Each record below should be repeated precisely as written.
-=-=-
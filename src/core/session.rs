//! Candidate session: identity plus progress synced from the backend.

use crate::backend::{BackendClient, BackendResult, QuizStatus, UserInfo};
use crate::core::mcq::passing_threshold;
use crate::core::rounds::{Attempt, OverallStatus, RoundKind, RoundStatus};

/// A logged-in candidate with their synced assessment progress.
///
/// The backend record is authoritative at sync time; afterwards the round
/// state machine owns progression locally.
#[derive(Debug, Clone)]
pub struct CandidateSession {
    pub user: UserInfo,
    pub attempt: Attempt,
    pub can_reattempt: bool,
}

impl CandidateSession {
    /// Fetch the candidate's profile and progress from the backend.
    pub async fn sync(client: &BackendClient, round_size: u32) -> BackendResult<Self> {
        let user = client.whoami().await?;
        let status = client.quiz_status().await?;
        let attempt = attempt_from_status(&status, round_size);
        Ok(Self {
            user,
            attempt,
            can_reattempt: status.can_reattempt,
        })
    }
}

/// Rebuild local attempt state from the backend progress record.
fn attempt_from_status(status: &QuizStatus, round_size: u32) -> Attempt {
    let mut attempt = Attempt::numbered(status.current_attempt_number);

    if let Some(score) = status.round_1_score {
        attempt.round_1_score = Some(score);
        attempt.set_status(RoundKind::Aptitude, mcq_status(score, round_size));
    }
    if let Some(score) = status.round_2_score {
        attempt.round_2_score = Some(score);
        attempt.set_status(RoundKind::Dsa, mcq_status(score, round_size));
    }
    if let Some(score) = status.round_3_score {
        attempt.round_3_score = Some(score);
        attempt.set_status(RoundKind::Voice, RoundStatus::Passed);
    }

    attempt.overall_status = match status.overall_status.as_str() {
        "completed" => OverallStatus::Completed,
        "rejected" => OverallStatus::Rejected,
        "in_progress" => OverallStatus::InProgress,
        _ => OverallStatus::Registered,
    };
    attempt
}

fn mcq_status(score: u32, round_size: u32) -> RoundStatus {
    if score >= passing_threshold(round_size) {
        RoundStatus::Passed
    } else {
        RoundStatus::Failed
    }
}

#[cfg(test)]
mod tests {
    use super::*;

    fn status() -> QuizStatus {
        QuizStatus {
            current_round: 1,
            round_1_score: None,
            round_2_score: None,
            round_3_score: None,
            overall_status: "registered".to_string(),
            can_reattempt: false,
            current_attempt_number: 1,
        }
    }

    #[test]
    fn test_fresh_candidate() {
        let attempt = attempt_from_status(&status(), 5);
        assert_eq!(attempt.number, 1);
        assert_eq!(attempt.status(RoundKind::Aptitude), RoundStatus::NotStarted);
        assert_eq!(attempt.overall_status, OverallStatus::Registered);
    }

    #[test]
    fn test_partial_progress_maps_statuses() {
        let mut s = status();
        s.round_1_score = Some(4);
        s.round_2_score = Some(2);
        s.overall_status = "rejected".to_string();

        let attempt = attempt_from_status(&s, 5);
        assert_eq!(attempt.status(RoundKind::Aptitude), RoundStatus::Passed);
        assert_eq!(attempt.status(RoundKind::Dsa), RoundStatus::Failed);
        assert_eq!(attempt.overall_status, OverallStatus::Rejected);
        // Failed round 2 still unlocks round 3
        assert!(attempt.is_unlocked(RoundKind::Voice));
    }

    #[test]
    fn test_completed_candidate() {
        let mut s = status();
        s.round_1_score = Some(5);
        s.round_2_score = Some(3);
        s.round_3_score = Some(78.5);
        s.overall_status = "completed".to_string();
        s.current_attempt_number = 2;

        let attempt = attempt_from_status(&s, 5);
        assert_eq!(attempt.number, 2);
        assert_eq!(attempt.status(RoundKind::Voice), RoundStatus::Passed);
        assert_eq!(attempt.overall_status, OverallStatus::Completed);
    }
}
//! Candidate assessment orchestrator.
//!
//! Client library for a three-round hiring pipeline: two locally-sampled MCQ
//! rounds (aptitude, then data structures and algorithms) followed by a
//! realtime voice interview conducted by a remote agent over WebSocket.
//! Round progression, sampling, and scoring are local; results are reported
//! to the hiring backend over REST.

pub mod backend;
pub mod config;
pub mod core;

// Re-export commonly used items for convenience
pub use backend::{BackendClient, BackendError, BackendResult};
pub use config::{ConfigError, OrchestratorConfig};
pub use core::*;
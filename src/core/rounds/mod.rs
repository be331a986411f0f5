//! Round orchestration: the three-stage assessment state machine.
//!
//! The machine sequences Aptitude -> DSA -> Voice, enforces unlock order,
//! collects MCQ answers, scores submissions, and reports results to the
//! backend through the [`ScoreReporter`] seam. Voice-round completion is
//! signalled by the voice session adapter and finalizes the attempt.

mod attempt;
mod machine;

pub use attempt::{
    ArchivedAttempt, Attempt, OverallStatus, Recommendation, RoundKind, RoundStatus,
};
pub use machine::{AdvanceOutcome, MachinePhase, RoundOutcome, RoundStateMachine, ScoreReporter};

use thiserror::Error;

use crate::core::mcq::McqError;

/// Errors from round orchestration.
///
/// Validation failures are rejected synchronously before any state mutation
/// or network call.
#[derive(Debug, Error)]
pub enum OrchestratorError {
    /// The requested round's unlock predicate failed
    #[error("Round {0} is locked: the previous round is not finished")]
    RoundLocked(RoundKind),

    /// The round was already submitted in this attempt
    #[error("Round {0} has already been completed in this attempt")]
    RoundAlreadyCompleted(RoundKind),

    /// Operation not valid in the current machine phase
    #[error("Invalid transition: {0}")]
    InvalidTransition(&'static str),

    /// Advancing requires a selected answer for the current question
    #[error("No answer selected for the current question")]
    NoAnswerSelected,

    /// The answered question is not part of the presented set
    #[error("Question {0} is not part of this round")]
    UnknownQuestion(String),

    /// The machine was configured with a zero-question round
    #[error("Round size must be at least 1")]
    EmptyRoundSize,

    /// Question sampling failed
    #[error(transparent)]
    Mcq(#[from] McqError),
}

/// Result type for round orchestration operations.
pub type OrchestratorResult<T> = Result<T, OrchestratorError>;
-=-=-
SOLUTION FOR THIS PROBLEM:
filename src/core/session.rs
//! Candidate session: identity plus progress synced from the backend.

use crate::backend::{BackendClient, BackendResult, QuizStatus, UserInfo};
use crate::core::mcq::passing_threshold;
use crate::core::rounds::{Attempt, OverallStatus, RoundKind, RoundStatus};

/// A logged-in candidate with their synced assessment progress.
///
/// The backend record is authoritative at sync time; afterwards the round
/// state machine owns progression locally.
#[derive(Debug, Clone)]
pub struct CandidateSession {
    pub user: UserInfo,
    pub attempt: Attempt,
    pub can_reattempt: bool,
}

impl CandidateSession {
    /// Fetch the candidate's profile and progress from the backend.
    pub async fn sync(client: &BackendClient, round_size: u32) -> BackendResult<Self> {
        let user = client.whoami().await?;
        let status = client.quiz_status().await?;
        let attempt = attempt_from_status(&status, round_size);
        Ok(Self {
            user,
            attempt,
            can_reattempt: status.can_reattempt,
        })
    }
}

/// Rebuild local attempt state from the backend progress record.
fn attempt_from_status(status: &QuizStatus, round_size: u32) -> Attempt {
    let mut attempt = Attempt::numbered(status.current_attempt_number);

    if let Some(score) = status.round_1_score {
        attempt.round_1_score = Some(score);
        attempt.set_status(RoundKind::Aptitude, mcq_status(score, round_size));
    }
    if let Some(score) = status.round_2_score {
        attempt.round_2_score = Some(score);
        attempt.set_status(RoundKind::Dsa, mcq_status(score, round_size));
    }
    if let Some(score) = status.round_3_score {
        attempt.round_3_score = Some(score);
        attempt.set_status(RoundKind::Voice, RoundStatus::Passed);
    }

    attempt.overall_status = match status.overall_status.as_str() {
        "completed" => OverallStatus::Completed,
        "rejected" => OverallStatus::Rejected,
        "in_progress" => OverallStatus::InProgress,
        _ => OverallStatus::Registered,
    };
    attempt
}

fn mcq_status(score: u32, round_size: u32) -> RoundStatus {
    if score >= passing_threshold(round_size) {
        RoundStatus::Passed
    } else {
        RoundStatus::Failed
    }
}

#[cfg(test)]
mod tests {
    use super::*;

    fn status() -> QuizStatus {
        QuizStatus {
            current_round: 1,
            round_1_score: None,
            round_2_score: None,
            round_3_score: None,
            overall_status: "registered".to_string(),
            can_reattempt: false,
            current_attempt_number: 1,
        }
    }

    #[test]
    fn test_fresh_candidate() {
        let attempt = attempt_from_status(&status(), 5);
        assert_eq!(attempt.number, 1);
        assert_eq!(attempt.status(RoundKind::Aptitude), RoundStatus::NotStarted);
        assert_eq!(attempt.overall_status, OverallStatus::Registered);
    }

    #[test]
    fn test_partial_progress_maps_statuses() {
        let mut s = status();
        s.round_1_score = Some(4);
        s.round_2_score = Some(2);
        s.overall_status = "rejected".to_string();

        let attempt = attempt_from_status(&s, 5);
        assert_eq!(attempt.status(RoundKind::Aptitude), RoundStatus::Passed);
        assert_eq!(attempt.status(RoundKind::Dsa), RoundStatus::Failed);
        assert_eq!(attempt.overall_status, OverallStatus::Rejected);
        // Failed round 2 still unlocks round 3
        assert!(attempt.is_unlocked(RoundKind::Voice));
    }

    #[test]
    fn test_completed_candidate() {
        let mut s = status();
        s.round_1_score = Some(5);
        s.round_2_score = Some(3);
        s.round_3_score = Some(78.5);
        s.overall_status = "completed".to_string();
        s.current_attempt_number = 2;

        let attempt = attempt_from_status(&s, 5);
        assert_eq!(attempt.number, 2);
        assert_eq!(attempt.status(RoundKind::Voice), RoundStatus::Passed);
        assert_eq!(attempt.overall_status, OverallStatus::Completed);
    }
}
//! Candidate assessment orchestrator.
//!
//! Client library for a three-round hiring pipeline: two locally-sampled MCQ
//! rounds (aptitude, then data structures and algorithms) followed by a
//! realtime voice interview conducted by a remote agent over WebSocket.
//! Round progression, sampling, and scoring are local; results are reported
//! to the hiring backend over REST.

pub mod backend;
pub mod config;
pub mod core;

// Re-export commonly used items for convenience
pub use backend::{BackendClient, BackendError, BackendResult};
pub use config::{ConfigError, OrchestratorConfig};
pub use core::*;
filename src/core/rounds/mod.rs
repository be331a986411f0f5
//! Round orchestration: the three-stage assessment state machine.
//!
//! The machine sequences Aptitude -> DSA -> Voice, enforces unlock order,
//! collects MCQ answers, scores submissions, and reports results to the
//! backend through the [`ScoreReporter`] seam. Voice-round completion is
//! signalled by the voice session adapter and finalizes the attempt.

mod attempt;
mod machine;

pub use attempt::{
    ArchivedAttempt, Attempt, OverallStatus, Recommendation, RoundKind, RoundStatus,
};
pub use machine::{AdvanceOutcome, MachinePhase, RoundOutcome, RoundStateMachine, ScoreReporter};

use thiserror::Error;

use crate::core::mcq::McqError;

/// Errors from round orchestration.
///
/// Validation failures are rejected synchronously before any state mutation
/// or network call.
#[derive(Debug, Error)]
pub enum OrchestratorError {
    /// The requested round's unlock predicate failed
    #[error("Round {0} is locked: the previous round is not finished")]
    RoundLocked(RoundKind),

    /// The round was already submitted in this attempt
    #[error("Round {0} has already been completed in this attempt")]
    RoundAlreadyCompleted(RoundKind),

    /// Operation not valid in the current machine phase
    #[error("Invalid transition: {0}")]
    InvalidTransition(&'static str),

    /// Advancing requires a selected answer for the current question
    #[error("No answer selected for the current question")]
    NoAnswerSelected,

    /// The answered question is not part of the presented set
    #[error("Question {0} is not part of this round")]
    UnknownQuestion(String),

    /// The machine was configured with a zero-question round
    #[error("Round size must be at least 1")]
    EmptyRoundSize,

    /// Question sampling failed
    #[error(transparent)]
    Mcq(#[from] McqError),
}

/// Result type for round orchestration operations.
pub type OrchestratorResult<T> = Result<T, OrchestratorError>;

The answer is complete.